A website launched just months ago is aiming to help families in Eastern Jackson County find reliable services of all types for local seniors.

A website launched just months ago is aiming to help families in Eastern Jackson County find reliable services of all types for local seniors.

The website, called Care Connection, was created by the Truman Heartland Community Foundation in partnership with the Mid-Continent Public Library, and was launched in April. It compiles a list of services for seniors offered by local businesses and is divided into categories such as moving assistance and adult day care, among others.

The push behind the idea came from a needs assessment, said Truman Heartland Foundation President Phil Hanson. The assessment found that the fastest growing demographic in the area is those who are over 85 years old.

“We wanted to provide a resource not only for seniors, but their children or caregivers,” Hanson said.

So far, the website, which was built by the Mid-Continent Public Library, has about 400 service listings.

Numbers aside, the project’s organizers found inspiration in their own experiences caring for older parents. Hanson himself used the website to find a local retirement home for his mother-in-law.

Foundation Board Member Cindy Cavanah, who spearheaded the project, had a similar experience in finding care for her father-in-law and also drew on the experiences of friends facing the same issues.

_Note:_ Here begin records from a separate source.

use common::Permission;
use sea_orm::entity::prelude::*;
use serde::{Deserialize, Serialize};

#[sea_orm::model]
#[derive(Clone, Debug, PartialEq, Eq, DeriveEntityModel, Serialize, Deserialize)]
#[sea_orm(table_name = "sharing_invitation")]
pub struct Model {
    #[sea_orm(primary_key, auto_increment = false)]
    pub sharing_invitation_uuid: Uuid,

    /// Owning user that redeemed sharing users will be attributed to.
    pub owning_user_id: i32,
    #[sea_orm(belongs_to, from = "owning_user_id", to = "id")]
    pub owning_user: HasOne<super::user::Entity>,

    pub sharing_group_uuid: Uuid,
    #[sea_orm(belongs_to, from = "sharing_group_uuid", to = "sharing_group_uuid")]
    pub sharing_group: HasOne<super::sharing_group::Entity>,

    pub permission: Permission,

    /// Remaining redemptions. A row never exists with zero remaining.
    pub number_acceptors: i32,

    pub allow_social_acceptance: bool,

    #[sea_orm(indexed)]
    pub expiry: DateTimeUtc,
}

impl ActiveModelBehavior for ActiveModel {}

“I have a lot of friends now taking care of their parents, “she said. “We have a lot of similar conversations. I thought, ‘How nice would it have been to have a website to see how many nursing homes there are in Jackson County.’”

“It’s not so much about the 85-year-old trying to find a meal, as it is about the 85-year-old’s son or daughter trying to find them a meal,” she added.

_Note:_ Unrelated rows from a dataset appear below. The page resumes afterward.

use axum::Json;
use axum::extract::{Path, State};
use axum::http::StatusCode;
use axum::response::IntoResponse;
use tracing::instrument;
use uuid::Uuid;

use crate::error::{AppError, ErrorBody};
use crate::extractors::auth::AuthUser;
use crate::extractors::json::AppJson;
use crate::models::sharing::*;
use crate::sharing::{InvitationService, NewInvitation};
use crate::state::AppState;

#[utoipa::path(
    post,
    path = "/{uuid}/invitations",
    tag = "Invitations",
    operation_id = "createInvitation",
    summary = "Invite users into a sharing group",
    description = "Creates an invitation redeemable by up to `number_acceptors` users before it expires. Requires `admin` permission in the group.",
    params(("uuid" = Uuid, Path, description = "Sharing group UUID")),
    request_body = CreateInvitationRequest,
    responses(
        (status = 201, description = "Invitation created", body = InvitationResponse),
        (status = 400, description = "Validation error (VALIDATION_ERROR)", body = ErrorBody),
        (status = 401, description = "Unauthorized (TOKEN_MISSING, TOKEN_INVALID)", body = ErrorBody),
        (status = 403, description = "Forbidden (PERMISSION_DENIED)", body = ErrorBody),
        (status = 404, description = "Group not found (NOT_FOUND)", body = ErrorBody),
    ),
    security(("jwt" = [])),
)]
#[instrument(skip(state, auth_user, payload), fields(user_id = auth_user.user.id, sharing_group = %uuid))]
pub async fn create_invitation(
    auth_user: AuthUser,
    State(state): State<AppState>,
    Path(uuid): Path<Uuid>,
    AppJson(payload): AppJson<CreateInvitationRequest>,
) -> Result<impl IntoResponse, AppError> {
    let request = NewInvitation {
        sharing_group_uuid: uuid,
        permission: payload.permission,
        number_acceptors: payload.number_acceptors,
        allow_social_acceptance: payload.allow_social_acceptance,
        expiry_secs: payload.expiry_secs,
    };

    let invitation = InvitationService::new(&state.db)
        .create_invitation(&auth_user.user, request, &state.config.invitation)
        .await?;

    Ok((StatusCode::CREATED, Json(InvitationResponse::from(invitation))))
}

#[utoipa::path(
    get,
    path = "/{uuid}",
    tag = "Invitations",
    operation_id = "getInvitationInfo",
    summary = "Inspect an invitation",
    description = "Returns what the invitation grants without redeeming it. Expired invitations are reported as not found.",
    params(("uuid" = Uuid, Path, description = "Invitation UUID")),
    responses(
        (status = 200, description = "Invitation details", body = InvitationInfoResponse),
        (status = 401, description = "Unauthorized (TOKEN_MISSING, TOKEN_INVALID)", body = ErrorBody),
        (status = 404, description = "Invitation not found or expired (NOT_FOUND)", body = ErrorBody),
    ),
    security(("jwt" = [])),
)]
#[instrument(skip(state, _auth_user), fields(invitation = %uuid))]
pub async fn get_invitation(
    _auth_user: AuthUser,
    State(state): State<AppState>,
    Path(uuid): Path<Uuid>,
) -> Result<Json<InvitationInfoResponse>, AppError> {
    let info = InvitationService::new(&state.db)
        .invitation_info(uuid)
        .await?;
    Ok(Json(info.into()))
}

#[utoipa::path(
    post,
    path = "/{uuid}/redeem",
    tag = "Invitations",
    operation_id = "redeemInvitation",
    summary = "Redeem an invitation",
    description = "Adds the caller to the invitation's group with the invited permission and consumes one acceptance. \
        Sharing accounts may redeem only invitations that allow social acceptance; their files are stored with the inviting owning user.",
    params(("uuid" = Uuid, Path, description = "Invitation UUID")),
    responses(
        (status = 200, description = "Membership granted", body = RedeemResponse),
        (status = 400, description = "Already a member or own invitation (VALIDATION_ERROR)", body = ErrorBody),
        (status = 401, description = "Unauthorized (TOKEN_MISSING, TOKEN_INVALID)", body = ErrorBody),
        (status = 403, description = "Social acceptance not allowed (PERMISSION_DENIED)", body = ErrorBody),
        (status = 404, description = "Invitation not found, expired or used up (NOT_FOUND)", body = ErrorBody),
    ),
    security(("jwt" = [])),
)]
#[instrument(skip(state, auth_user), fields(user_id = auth_user.user.id, invitation = %uuid))]
pub async fn redeem_invitation(
    auth_user: AuthUser,
    State(state): State<AppState>,
    Path(uuid): Path<Uuid>,
) -> Result<Json<RedeemResponse>, AppError> {
    let outcome = InvitationService::new(&state.db)
        .redeem(&auth_user.user, uuid)
        .await?;
    Ok(Json(outcome.into()))
}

The online platform not only allows for families to find local care for parents or loved ones, but it allows for those who live out of the area to organize reliable services without traveling. The foundation screens every listing submitted to make sure the business is legitimate.

Cavanah has been a member of the board for a year now, and initially saw the project as an exciting challenge, but also a learning experience. Having worked in a business background, she said the social work language of the project was new to her.

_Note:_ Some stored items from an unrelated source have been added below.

use sea_orm::entity::prelude::*;
use serde::{Deserialize, Serialize};

/// A collaboration scope. Rows are soft-deleted, never removed.
#[sea_orm::model]
#[derive(Clone, Debug, PartialEq, Eq, DeriveEntityModel, Serialize, Deserialize)]
#[sea_orm(table_name = "sharing_group")]
pub struct Model {
    #[sea_orm(primary_key, auto_increment = false)]
    pub sharing_group_uuid: Uuid,

    pub name: Option<String>,

    #[sea_orm(default_value = false)]
    pub deleted: bool,

    #[sea_orm(has_many)]
    pub members: HasMany<super::sharing_group_user::Entity>,

    pub created_at: DateTimeUtc,
}

impl ActiveModelBehavior for ActiveModel {}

“I thought it sounded like something interesting and challenging and something that I could build from the ground up,” she said.

The website has had around 1,000 visitors since its launch in early April – a modest number that both Hanson and Cavanah hope will grow.

“I would hope in the next year we would be able to get some feedback,” Hanson said. “I hope it can continue to grow in the amount of information we have there.”

Hanson aspires for the number of listings to grow to at least 1,000 by the project’s first anniversary. If it is successful, he said, the foundation may expand the project into neighboring communities.